How To Do Cable Bicep Curls
Cable Bicep Curl Exercise
Cable bicep curl is a great alternative to the traditional barbell curl to build the biceps.
It has an added benefit of placing constant tension on the biceps throughout the entire range of motion.
It’s also a great exercise for those who may not have access to a barbell or free weights.
Cable Bicep Curl How To
- Locate a cable station and attach a straight bar to a low pulley attachment. Grasp the bar with an underhand supinated grip.
- Stand approximately 2 feet back or until there is sufficient tension felt on biceps.

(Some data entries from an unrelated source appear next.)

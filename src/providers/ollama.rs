use crate::config::ProviderConfig;
use crate::error::CaptionError;
use crate::providers::{ChatModel, ChatRequest};
use async_trait::async_trait;
use log::debug;
use reqwest::Client;
use serde_json::{json, Value};
use std::time::Duration;

pub struct OllamaModel {
    client: Client,
    base_url: String,
    model: String,
}

impl OllamaModel {
    /// Create a new Ollama model from configuration. No API key needed
    /// for a local instance.
    pub fn new(config: &ProviderConfig, timeout: Duration) -> Result<Self, CaptionError> {
        let base_url = config
            .base_url
            .clone()
            .unwrap_or_else(|| "http://localhost:11434".to_string());

        Ok(OllamaModel {
            client: Client::builder().timeout(timeout).build()?,
            base_url,
            model: config.model.clone(),
        })
    }

    #[doc(hidden)]
    pub fn with_base_url(base_url: String, model: String) -> Self {
        OllamaModel {
            client: Client::new(),
            base_url,
            model,
        }
    }
}

#[async_trait]
impl ChatModel for OllamaModel {
    fn provider_name(&self) -> &str {
        "ollama"
    }

    async fn complete(&self, request: &ChatRequest) -> Result<String, CaptionError> {
        // Ollama uses an OpenAI-compatible API
        let response = self
            .client
            .post(format!("{}/v1/chat/completions", self.base_url))
            .json(&json!({
                "model": self.model,
                "messages": [
                    {"role": "system", "content": request.system},
                    {"role": "user", "content": request.user}
                ],
                "temperature": request.temperature,
                "max_tokens": request.max_tokens
            }))
            .send()
            .await?;

        let response_body: Value = response.json().await?;
        debug!("Ollama response: {:?}", response_body);

        // Check for API error response
        if let Some(error) = response_body.get("error") {
            return Err(CaptionError::Generation(format!("Ollama error: {}", error)));
        }

        let content = response_body["choices"][0]["message"]["content"]
            .as_str()
            .ok_or_else(|| {
                CaptionError::Generation("Failed to extract content from response".to_string())
            })?;

        Ok(content.trim().to_string())
    }
}
use crate::config::GenerationConfig;
use crate::error::CaptionError;
use crate::providers::{ChatModel, ChatRequest, KEYWORDS_SYSTEM_PROMPT};
use log::debug;

/// Extracts keywords from a generated description via a second chat call.
pub struct KeywordExtractor<'a> {
    model: &'a dyn ChatModel,
    max_tokens: u32,
    temperature: f32,
}

impl<'a> KeywordExtractor<'a> {
    pub fn new(model: &'a dyn ChatModel, generation: &GenerationConfig) -> Self {
        KeywordExtractor {
            model,
            max_tokens: generation.keywords_max_tokens,
            temperature: generation.keywords_temperature,
        }
    }

    /// Ask the model for keywords and decode its reply.
    ///
    /// Transport and provider errors propagate as-is; an undecodable reply
    /// surfaces as [`CaptionError::KeywordParse`], which callers treat as
    /// non-fatal (the record is saved with an empty list).
    pub async fn extract(&self, description: &str) -> Result<Vec<String>, CaptionError> {
        let request = ChatRequest {
            system: KEYWORDS_SYSTEM_PROMPT.to_string(),
            user: format!("{}\n\nDescripción: {}", KEYWORDS_SYSTEM_PROMPT, description),
            max_tokens: self.max_tokens,
            temperature: self.temperature,
        };

        let reply = self.model.complete(&request).await?;
        debug!("Keyword reply: {:?}", reply);

        parse_keyword_reply(&reply)
    }
}

/// Decode a model reply into an ordered keyword list.
///
/// The endpoint is not contractually bound to emit structured output, so the
/// reply is decoded in two tiers and never evaluated as code:
/// 1. a strict JSON array-of-strings parse, tolerating surrounding prose,
///    quotes or code fences around the array literal;
/// 2. splitting on commas and trimming each segment.
/// A reply with neither an array literal nor a comma is not a list; that
/// yields [`CaptionError::KeywordParse`].
pub fn parse_keyword_reply(raw: &str) -> Result<Vec<String>, CaptionError> {
    if let Some(keywords) = parse_literal_list(raw) {
        if !keywords.is_empty() {
            return Ok(keywords);
        }
    }

    let trimmed = raw.trim();
    if trimmed.contains(',') {
        let keywords: Vec<String> = trimmed
            .split(',')
            .map(|segment| {
                segment
                    .trim()
                    .trim_matches(|c| c == '"' || c == '\'' || c == '[' || c == ']' || c == '.')
                    .trim()
                    .to_string()
            })
            .filter(|keyword| !keyword.is_empty())
            .collect();
        if !keywords.is_empty() {
            return Ok(keywords);
        }
    }

    Err(CaptionError::KeywordParse(raw.to_string()))
}

/// Strict literal parse: take the outermost `[` .. `]` slice and try it as a
/// JSON array of strings. Anything else is rejected.
fn parse_literal_list(raw: &str) -> Option<Vec<String>> {
    let start = raw.find('[')?;
    let end = raw.rfind(']')?;
    if end <= start {
        return None;
    }
    serde_json::from_str::<Vec<String>>(&raw[start..=end]).ok()
}

#[cfg(test)]
mod tests {
    use super::*;

    #[test]
    fn test_parse_json_array() {
        let keywords = parse_keyword_reply(r#"["a", "b", "c"]"#).unwrap();
        assert_eq!(keywords, vec!["a", "b", "c"]);
    }

    #[test]
    fn test_parse_quoted_json_array() {
        // Some replies wrap the array in quotes or prose
        let keywords = parse_keyword_reply(r#"'["danza", "altar"]'"#).unwrap();
        assert_eq!(keywords, vec!["danza", "altar"]);

        let keywords =
            parse_keyword_reply("Las palabras clave son:\n```json\n[\"danza\"]\n```").unwrap();
        assert_eq!(keywords, vec!["danza"]);
    }

    #[test]
    fn test_parse_comma_separated_fallback() {
        let keywords = parse_keyword_reply("a, b, c").unwrap();
        assert_eq!(keywords, vec!["a", "b", "c"]);
    }

    #[test]
    fn test_parse_comma_separated_with_stray_quotes() {
        let keywords = parse_keyword_reply("'danza', 'procesión', altar.").unwrap();
        assert_eq!(keywords, vec!["danza", "procesión", "altar"]);
    }

    #[test]
    fn test_unparseable_reply_fails() {
        let result = parse_keyword_reply("no sé");
        assert!(matches!(result, Err(CaptionError::KeywordParse(_))));
    }

    #[test]
    fn test_empty_reply_fails() {
        let result = parse_keyword_reply("   ");
        assert!(matches!(result, Err(CaptionError::KeywordParse(_))));
    }

    #[test]
    fn test_duplicates_are_kept() {
        let keywords = parse_keyword_reply(r#"["danza", "danza", "altar"]"#).unwrap();
        assert_eq!(keywords, vec!["danza", "danza", "altar"]);
    }

    #[test]
    fn test_malformed_array_falls_back_to_commas() {
        // Unterminated string inside the brackets, but commas still split
        let keywords = parse_keyword_reply(r#"["danza, altar"#).unwrap();
        assert_eq!(keywords, vec!["danza", "altar"]);
    }
}
mod factory;
mod ollama;
mod open_ai;
mod prompt;

pub use factory::ProviderFactory;
pub use ollama::OllamaModel;
pub use open_ai::OpenAIModel;
pub use prompt::{DESCRIBE_SYSTEM_PROMPT, KEYWORDS_SYSTEM_PROMPT};

use crate::error::CaptionError;
use async_trait::async_trait;

/// One chat-completion exchange: a system instruction plus a user message,
/// with bounded output and a sampling temperature chosen per call site.
#[derive(Debug, Clone)]
pub struct ChatRequest {
    pub system: String,
    pub user: String,
    pub max_tokens: u32,
    pub temperature: f32,
}

/// Unified trait for all chat-completion backends
#[async_trait]
pub trait ChatModel: Send + Sync {
    /// Get the provider name (e.g., "openai", "ollama")
    fn provider_name(&self) -> &str;

    /// Send one chat request and return the trimmed text of the first
    /// completion choice
    async fn complete(&self, request: &ChatRequest) -> Result<String, CaptionError>;
}
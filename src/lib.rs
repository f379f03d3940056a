pub mod builder;
pub mod config;
pub mod corpus;
pub mod error;
pub mod export;
pub mod generator;
pub mod keywords;
pub mod model;
pub mod providers;
pub mod share;
pub mod store;

pub use builder::{Captioner, CaptionerBuilder, ProviderKind};
pub use config::AppConfig;
pub use error::CaptionError;
pub use model::{GenerationRecord, ImageReference};

use crate::export::ReportExporter;
use crate::generator::DescriptionGenerator;
use crate::keywords::KeywordExtractor;
use crate::providers::{ChatModel, ProviderFactory};
use crate::store::{CsvStore, FirestoreMirror};
use chrono::Local;
use log::warn;
use std::path::PathBuf;

/// Result of one full caption action.
#[derive(Debug)]
pub struct CaptionOutcome {
    /// The record as appended to the store
    pub record: GenerationRecord,
    /// Path of the exported report, when the export succeeded
    pub report_path: Option<PathBuf>,
    /// WhatsApp share deep link for the description and keywords
    pub share_url: String,
    /// Non-fatal problems along the way (unparseable keywords, missing
    /// report image, failed remote mirror)
    pub warnings: Vec<String>,
}

/// Run the full caption action with the configured default provider.
pub async fn generate_caption(
    config: &AppConfig,
    image: ImageReference,
    title: &str,
) -> Result<CaptionOutcome, CaptionError> {
    let model = ProviderFactory::get_default_model(config)?;
    generate_caption_with_model(config, model.as_ref(), image, title).await
}

/// Run the full caption action against an explicit chat model.
///
/// Sequence: re-read the store for few-shot examples, generate the
/// description, extract keywords, append the record, mirror it, export the
/// report, build the share link. Any failure before the description is
/// obtained aborts with nothing persisted; everything after that degrades
/// gracefully into [`CaptionOutcome::warnings`].
pub async fn generate_caption_with_model(
    config: &AppConfig,
    model: &dyn ChatModel,
    image: ImageReference,
    title: &str,
) -> Result<CaptionOutcome, CaptionError> {
    let store = CsvStore::new(&config.store);
    let examples = corpus::format_examples(&store.load()?);

    let generator = DescriptionGenerator::new(model, &config.generation);
    let description = generator.generate(&image, title, &examples).await?;

    let mut warnings = Vec::new();

    // An undecodable keyword reply degrades to an empty list; a transport
    // or provider error on the keyword call still aborts the action.
    let extractor = KeywordExtractor::new(model, &config.generation);
    let keywords = match extractor.extract(&description).await {
        Ok(keywords) => keywords,
        Err(e @ CaptionError::KeywordParse(_)) => {
            warn!("{}", e);
            warnings.push(e.to_string());
            Vec::new()
        }
        Err(e) => return Err(e),
    };

    let record = GenerationRecord {
        image,
        title: title.to_string(),
        description,
        keywords,
        created_at: Local::now().naive_local(),
    };

    // Local CSV write is primary; everything below is best-effort.
    store.append(&record)?;

    if config.firestore.enabled {
        let mirrored = match FirestoreMirror::new(&config.firestore) {
            Ok(mirror) => mirror.mirror(&record).await,
            Err(e) => Err(e),
        };
        if let Err(e) = mirrored {
            warn!("{}", e);
            warnings.push(e.to_string());
        }
    }

    let report_path = match ReportExporter::new(&config.export).export(&record).await {
        Ok(report) => {
            if let Some(warning) = report.image_warning {
                warnings.push(warning);
            }
            Some(report.path)
        }
        Err(e) => {
            warn!("Report export failed: {}", e);
            warnings.push(e.to_string());
            None
        }
    };

    let share_url = share::build_share_link(&record);

    Ok(CaptionOutcome {
        record,
        report_path,
        share_url,
        warnings,
    })
}
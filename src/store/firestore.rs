use crate::config::FirestoreConfig;
use crate::error::CaptionError;
use crate::model::GenerationRecord;
use chrono::Utc;
use log::debug;
use reqwest::Client;
use serde_json::json;

/// Best-effort mirror of generated records into a Firestore collection via
/// the REST API. The local CSV write is primary; callers log mirror errors
/// and move on.
pub struct FirestoreMirror {
    client: Client,
    base_url: String,
    project_id: String,
    collection: String,
    user_id: String,
    api_key: Option<String>,
}

impl FirestoreMirror {
    /// Create a mirror from configuration. Returns an error when the mirror
    /// is enabled without a project id.
    pub fn new(config: &FirestoreConfig) -> Result<Self, CaptionError> {
        let project_id = config.project_id.clone().ok_or_else(|| {
            CaptionError::Builder(
                "firestore.project_id must be set when the mirror is enabled".to_string(),
            )
        })?;

        let base_url = config
            .base_url
            .clone()
            .unwrap_or_else(|| "https://firestore.googleapis.com".to_string());

        Ok(FirestoreMirror {
            client: Client::new(),
            base_url,
            project_id,
            collection: config.collection.clone(),
            user_id: config.user_id.clone(),
            api_key: config.api_key.clone(),
        })
    }

    /// Write one document for the record, with an auto-generated id.
    pub async fn mirror(&self, record: &GenerationRecord) -> Result<(), CaptionError> {
        let mut url = format!(
            "{}/v1/projects/{}/databases/(default)/documents/{}",
            self.base_url, self.project_id, self.collection
        );
        if let Some(key) = &self.api_key {
            url.push_str(&format!("?key={}", key));
        }

        let values: Vec<_> = record
            .keywords
            .iter()
            .map(|keyword| json!({"stringValue": keyword}))
            .collect();

        let body = json!({
            "fields": {
                "user_id": {"stringValue": self.user_id},
                "imagen": {"stringValue": record.image.to_string()},
                "palabras_clave": {"arrayValue": {"values": values}},
                "timestamp": {"timestampValue": Utc::now().to_rfc3339()}
            }
        });

        debug!("Mirroring record to collection {:?}", self.collection);

        let response = self
            .client
            .post(&url)
            .json(&body)
            .send()
            .await
            .map_err(|e| CaptionError::RemoteMirror(e.to_string()))?;

        if !response.status().is_success() {
            let status = response.status();
            let error_text = response.text().await.unwrap_or_default();
            return Err(CaptionError::RemoteMirror(format!(
                "Firestore error ({}): {}",
                status, error_text
            )));
        }

        Ok(())
    }
}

- Keeping elbows pinned to the sides and perpendicular to the ground, curl the weight up and squeeze.
- Slowly lower the weight back to starting position and repeat.
Form and Technique
Keep elbows pinned to the torso at all times to avoid swinging the weight up and using momentum to carry you through the exercise.
Routine for Strength: 3 sets x 12-15 reps
Routine for Muscle Gains: 4-5 sets x 6-8 reps
Cable Bicep Curl FAQs
Are cable bicep curls good?
Yes, cable bicep curls are a great addition to a bicep workout and you can adjust the resistance quickly on a cable machine using the pin.
Can you get big biceps from just curls?
Yes, providing you’re using the correct curling technique and gradually increasing the weight you’re lifting in order to continually overload the muscle, triggering growth.
Are cables better than dumbbells?
Cables are just another option and aren’t necessarily better than dumbbells. Both allow for increasing resistance and multiple bicep exercises and they should both be used as part of a complete workout program.
Do cables build muscle?
Cables build muscle as much as any other form of resistance placed on muscles with repetition and consistency over a short to long period of time.